▶ _WHAT TO WORK ON_
Copy exactly the lines of the material below that run from the one containing "self.records.push((ns, id.into(), record));" through the one containing "type Index = BTreeMap<Namespace, BTreeMap<String, Record>>;". Copy no other lines.

▶ _DATA FOR REVIEW_
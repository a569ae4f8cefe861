//! Durable resource-state store backed by redb.
//!
//! # Table design
//!
//! A single `RECORDS` table maps a string key to an encoded record:
//! ```text
//! key:   "{collection}/{kind}/{id}"
//! value: [ format_version: u8 | JSON-encoded Record ]
//! ```
//!
//! Collections and kinds never contain `/` (enforced by `Namespace::new`),
//! so the key splits unambiguously even when an id does.
//!
//! Every record is mirrored in an in-memory index guarded by one mutex.
//! Mutations commit to redb first and touch the index only after the commit
//! succeeds, while still holding the lock, so the index never promises an
//! entry the file does not have.

use std::collections::BTreeMap;
use std::path::Path;
use std::sync::{Mutex, MutexGuard};

use redb::{Database, ReadableTable, TableDefinition};
use serde::{Deserialize, Serialize};

use crate::error::{Result, SpamError};
use crate::types::{Credential, Namespace};

// ---------------------------------------------------------------------------
// Table definition
// ---------------------------------------------------------------------------

const RECORDS: TableDefinition<&str, &[u8]> = TableDefinition::new("records");

/// Leading byte of every stored value.
const FORMAT_VERSION: u8 = 1;

// ---------------------------------------------------------------------------
// Record
// ---------------------------------------------------------------------------

/// State held for one id within a namespace.
#[derive(Debug, Clone, PartialEq, Serialize, Deserialize)]
#[serde(tag = "type", rename_all = "snake_case")]
pub enum Record {
    /// A remote resource known to exist, with its in-use marker.
    Tracked { used: bool },
    /// Session secrets for a principal.
    Credential(Credential),
    /// A scalar bootstrap setting.
    Setting { value: String },
}

impl Record {
    pub fn unused() -> Self {
        Record::Tracked { used: false }
    }

    pub fn used(&self) -> Option<bool> {
        match self {
            Record::Tracked { used } => Some(*used),
            _ => None,
        }
    }

    pub fn as_credential(&self) -> Option<&Credential> {
        match self {
            Record::Credential(c) => Some(c),
            _ => None,
        }
    }

    pub fn as_setting(&self) -> Option<&str> {
        match self {
            Record::Setting { value } => Some(value),
            _ => None,
        }
    }
}

fn encode(record: &Record) -> Result<Vec<u8>> {
    let mut buf = Vec::with_capacity(64);
    buf.push(FORMAT_VERSION);
    serde_json::to_writer(&mut buf, record)?;
    Ok(buf)
}

fn decode(bytes: &[u8]) -> std::result::Result<Record, String> {
    match bytes.split_first() {
        Some((&FORMAT_VERSION, body)) => serde_json::from_slice(body).map_err(|e| e.to_string()),
        Some((v, _)) => Err(format!("unsupported format version {v}")),
        None => Err("empty value".to_string()),
    }
}

// ---------------------------------------------------------------------------
// Key helpers
// ---------------------------------------------------------------------------

fn record_key(ns: &Namespace, id: &str) -> String {
    format!("{}/{}/{}", ns.collection, ns.kind, id)
}

fn split_key(key: &str) -> Option<(Namespace, String)> {
    let mut parts = key.splitn(3, '/');
    let collection = parts.next()?;
    let kind = parts.next()?;
    let id = parts.next()?;
    let ns = Namespace::new(collection, kind).ok()?;
    Some((ns, id.to_string()))
}

// ---------------------------------------------------------------------------
// Seed
// ---------------------------------------------------------------------------

/// Records written once into an empty store.
#[derive(Debug, Clone, Default)]
pub struct Seed {
    pub records: Vec<(Namespace, String, Record)>,
}

impl Seed {
    pub fn push(&mut self, ns: Namespace, id: impl Into<String>, record: Record) {
        self.records.push((ns, id.into(), record));
    }
}

// ---------------------------------------------------------------------------
// ResourceStore
// ---------------------------------------------------------------------------

type Index = BTreeMap<Namespace, BTreeMap<String, Record>>;

/// Persistent `(collection, kind, id) -> Record` map.
pub struct ResourceStore {
    db: Database,
    index: Mutex<Index>,
}

impl ResourceStore {
    /// Open or create the store at `path` without seeding.
    pub fn open(path: &Path) -> Result<Self> {
        Self::open_with(path, || Ok(Seed::default()))
    }

    /// Open or create the store at `path`. `seed` is only invoked when the
    /// file holds no records at all.
    pub fn open_with(path: &Path, seed: impl FnOnce() -> Result<Seed>) -> Result<Self> {
        let db = Database::create(path).map_err(SpamError::storage)?;
        // Ensure the table exists before any reads
        let wt = db.begin_write().map_err(SpamError::storage)?;
        wt.open_table(RECORDS).map_err(SpamError::storage)?;
        wt.commit().map_err(SpamError::storage)?;

        let store = Self {
            db,
            index: Mutex::new(Index::new()),
        };
        let raw_count = store.reload()?;
        if raw_count == 0 {
            let seed = seed()?;
            if !seed.records.is_empty() {
                tracing::info!(records = seed.records.len(), "seeding empty resource store");
                store.put_many(seed.records)?;
            }
        }
        Ok(store)
    }

    fn lock(&self) -> Result<MutexGuard<'_, Index>> {
        self.index
            .lock()
            .map_err(|_| SpamError::Storage("resource index lock poisoned".into()))
    }

    /// Commit a batch of inserts (`Some`) and removals (`None`) in one
    /// write transaction.
    fn commit(&self, ops: &[(String, Option<Vec<u8>>)]) -> Result<()> {
        let wt = self.db.begin_write().map_err(SpamError::storage)?;
        {
            let mut table = wt.open_table(RECORDS).map_err(SpamError::storage)?;
            for (key, value) in ops {
                match value {
                    Some(bytes) => {
                        table
                            .insert(key.as_str(), bytes.as_slice())
                            .map_err(SpamError::storage)?;
                    }
                    None => {
                        table.remove(key.as_str()).map_err(SpamError::storage)?;
                    }
                }
            }
        }
        wt.commit().map_err(SpamError::storage)?;
        Ok(())
    }

    /// Rebuild the in-memory index from disk. Records that cannot be
    /// decoded are dropped with a warning. Returns the number of raw
    /// records found, decodable or not.
    pub fn reload(&self) -> Result<usize> {
        let rt = self.db.begin_read().map_err(SpamError::storage)?;
        let table = rt.open_table(RECORDS).map_err(SpamError::storage)?;

        let mut fresh = Index::new();
        let mut raw = 0usize;
        for entry in table.iter().map_err(SpamError::storage)? {
            let (k, v) = entry.map_err(SpamError::storage)?;
            raw += 1;
            let key = k.value();
            let Some((ns, id)) = split_key(key) else {
                tracing::warn!(key, "dropping record with malformed key");
                continue;
            };
            match decode(v.value()) {
                Ok(record) => {
                    fresh.entry(ns).or_default().insert(id, record);
                }
                Err(reason) => {
                    tracing::warn!(key, %reason, "dropping undecodable record");
                }
            }
        }

        *self.lock()? = fresh;
        Ok(raw)
    }

    pub fn get(&self, ns: &Namespace, id: &str) -> Result<Record> {
        self.lock()?
            .get(ns)
            .and_then(|m| m.get(id))
            .cloned()
            .ok_or_else(|| not_found(ns, id))
    }

    pub fn contains(&self, ns: &Namespace, id: &str) -> Result<bool> {
        Ok(self.lock()?.get(ns).is_some_and(|m| m.contains_key(id)))
    }

    /// Upsert. Durable before the index changes.
    pub fn put(&self, ns: &Namespace, id: &str, record: Record) -> Result<()> {
        let bytes = encode(&record)?;
        let mut index = self.lock()?;
        self.commit(&[(record_key(ns, id), Some(bytes))])?;
        index.entry(ns.clone()).or_default().insert(id.to_string(), record);
        Ok(())
    }

    /// Insert `record` only if `id` is absent. Returns `true` if inserted.
    pub fn put_if_absent(&self, ns: &Namespace, id: &str, record: Record) -> Result<bool> {
        let bytes = encode(&record)?;
        let mut index = self.lock()?;
        if index.get(ns).is_some_and(|m| m.contains_key(id)) {
            return Ok(false);
        }
        self.commit(&[(record_key(ns, id), Some(bytes))])?;
        index.entry(ns.clone()).or_default().insert(id.to_string(), record);
        Ok(true)
    }

    pub fn put_many(&self, records: Vec<(Namespace, String, Record)>) -> Result<()> {
        let mut ops = Vec::with_capacity(records.len());
        for (ns, id, record) in &records {
            ops.push((record_key(ns, id), Some(encode(record)?)));
        }
        let mut index = self.lock()?;
        self.commit(&ops)?;
        for (ns, id, record) in records {
            index.entry(ns).or_default().insert(id, record);
        }
        Ok(())
    }

    pub fn delete(&self, ns: &Namespace, id: &str) -> Result<()> {
        let mut index = self.lock()?;
        if !index.get(ns).is_some_and(|m| m.contains_key(id)) {
            return Err(not_found(ns, id));
        }
        self.commit(&[(record_key(ns, id), None)])?;
        if let Some(m) = index.get_mut(ns) {
            m.remove(id);
            if m.is_empty() {
                index.remove(ns);
            }
        }
        Ok(())
    }

    /// Move the record at `old` to `new` within one namespace.
    pub fn rename(&self, ns: &Namespace, old: &str, new: &str) -> Result<()> {
        let mut index = self.lock()?;
        let record = index
            .get(ns)
            .and_then(|m| m.get(old))
            .cloned()
            .ok_or_else(|| not_found(ns, old))?;
        self.commit(&[
            (record_key(ns, old), None),
            (record_key(ns, new), Some(encode(&record)?)),
        ])?;
        let m = index.entry(ns.clone()).or_default();
        m.remove(old);
        m.insert(new.to_string(), record);
        Ok(())
    }

    /// Set the in-use marker of an existing tracked record.
    pub fn set_used(&self, ns: &Namespace, id: &str, used: bool) -> Result<()> {
        let mut index = self.lock()?;
        match index.get(ns).and_then(|m| m.get(id)) {
            Some(Record::Tracked { .. }) => {}
            Some(_) => {
                return Err(SpamError::Deserialize {
                    key: record_key(ns, id),
                    reason: "not a tracked record".into(),
                })
            }
            None => return Err(not_found(ns, id)),
        }
        let record = Record::Tracked { used };
        self.commit(&[(record_key(ns, id), Some(encode(&record)?))])?;
        index.entry(ns.clone()).or_default().insert(id.to_string(), record);
        Ok(())
    }

    /// Atomically find the first tracked record whose marker equals `from`,
    /// flip it to `!from`, and return its id.
    ///
    /// The scan, the durable write and the index update happen under one
    /// lock, so two callers can never claim the same id.
    pub fn claim_first(
        &self,
        ns: &Namespace,
        from: bool,
        eligible: impl Fn(&str) -> bool,
    ) -> Result<Option<String>> {
        let mut index = self.lock()?;
        let Some(id) = index.get(ns).and_then(|m| {
            m.iter()
                .find(|(id, r)| r.used() == Some(from) && eligible(id))
                .map(|(id, _)| id.clone())
        }) else {
            return Ok(None);
        };
        let record = Record::Tracked { used: !from };
        self.commit(&[(record_key(ns, &id), Some(encode(&record)?))])?;
        index.entry(ns.clone()).or_default().insert(id.clone(), record);
        Ok(Some(id))
    }

    /// Snapshot of the ids in `ns`.
    pub fn keys(&self, ns: &Namespace) -> Result<Vec<String>> {
        Ok(self
            .lock()?
            .get(ns)
            .map(|m| m.keys().cloned().collect())
            .unwrap_or_default())
    }

    /// Snapshot of the `(id, record)` pairs in `ns`.
    pub fn entries(&self, ns: &Namespace) -> Result<Vec<(String, Record)>> {
        Ok(self
            .lock()?
            .get(ns)
            .map(|m| m.iter().map(|(k, v)| (k.clone(), v.clone())).collect())
            .unwrap_or_default())
    }

    pub fn len(&self, ns: &Namespace) -> Result<usize> {
        Ok(self.lock()?.get(ns).map(|m| m.len()).unwrap_or(0))
    }

    pub fn is_empty(&self) -> Result<bool> {
        Ok(self.lock()?.values().all(|m| m.is_empty()))
    }

    pub fn namespaces(&self) -> Result<Vec<Namespace>> {
        Ok(self.lock()?.keys().cloned().collect())
    }

    /// Remove every record in `ns` except the ids for which `keep` is true.
    /// Returns the number removed.
    pub fn clear(&self, ns: &Namespace, keep: impl Fn(&str) -> bool) -> Result<usize> {
        let mut index = self.lock()?;
        let doomed: Vec<String> = index
            .get(ns)
            .map(|m| m.keys().filter(|id| !keep(id)).cloned().collect())
            .unwrap_or_default();
        if doomed.is_empty() {
            return Ok(0);
        }
        let ops: Vec<_> = doomed.iter().map(|id| (record_key(ns, id), None)).collect();
        self.commit(&ops)?;
        if let Some(m) = index.get_mut(ns) {
            for id in &doomed {
                m.remove(id);
            }
        }
        Ok(doomed.len())
    }
}

fn not_found(ns: &Namespace, id: &str) -> SpamError {
    SpamError::NotFound {
        namespace: ns.to_string(),
        id: id.to_string(),
    }
}

// ---------------------------------------------------------------------------
// Tests
// ---------------------------------------------------------------------------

▶ _YOUR SOLUTION_
        self.records.push((ns, id.into(), record));
    }
}

// ---------------------------------------------------------------------------
// ResourceStore
// ---------------------------------------------------------------------------

type Index = BTreeMap<Namespace, BTreeMap<String, Record>>;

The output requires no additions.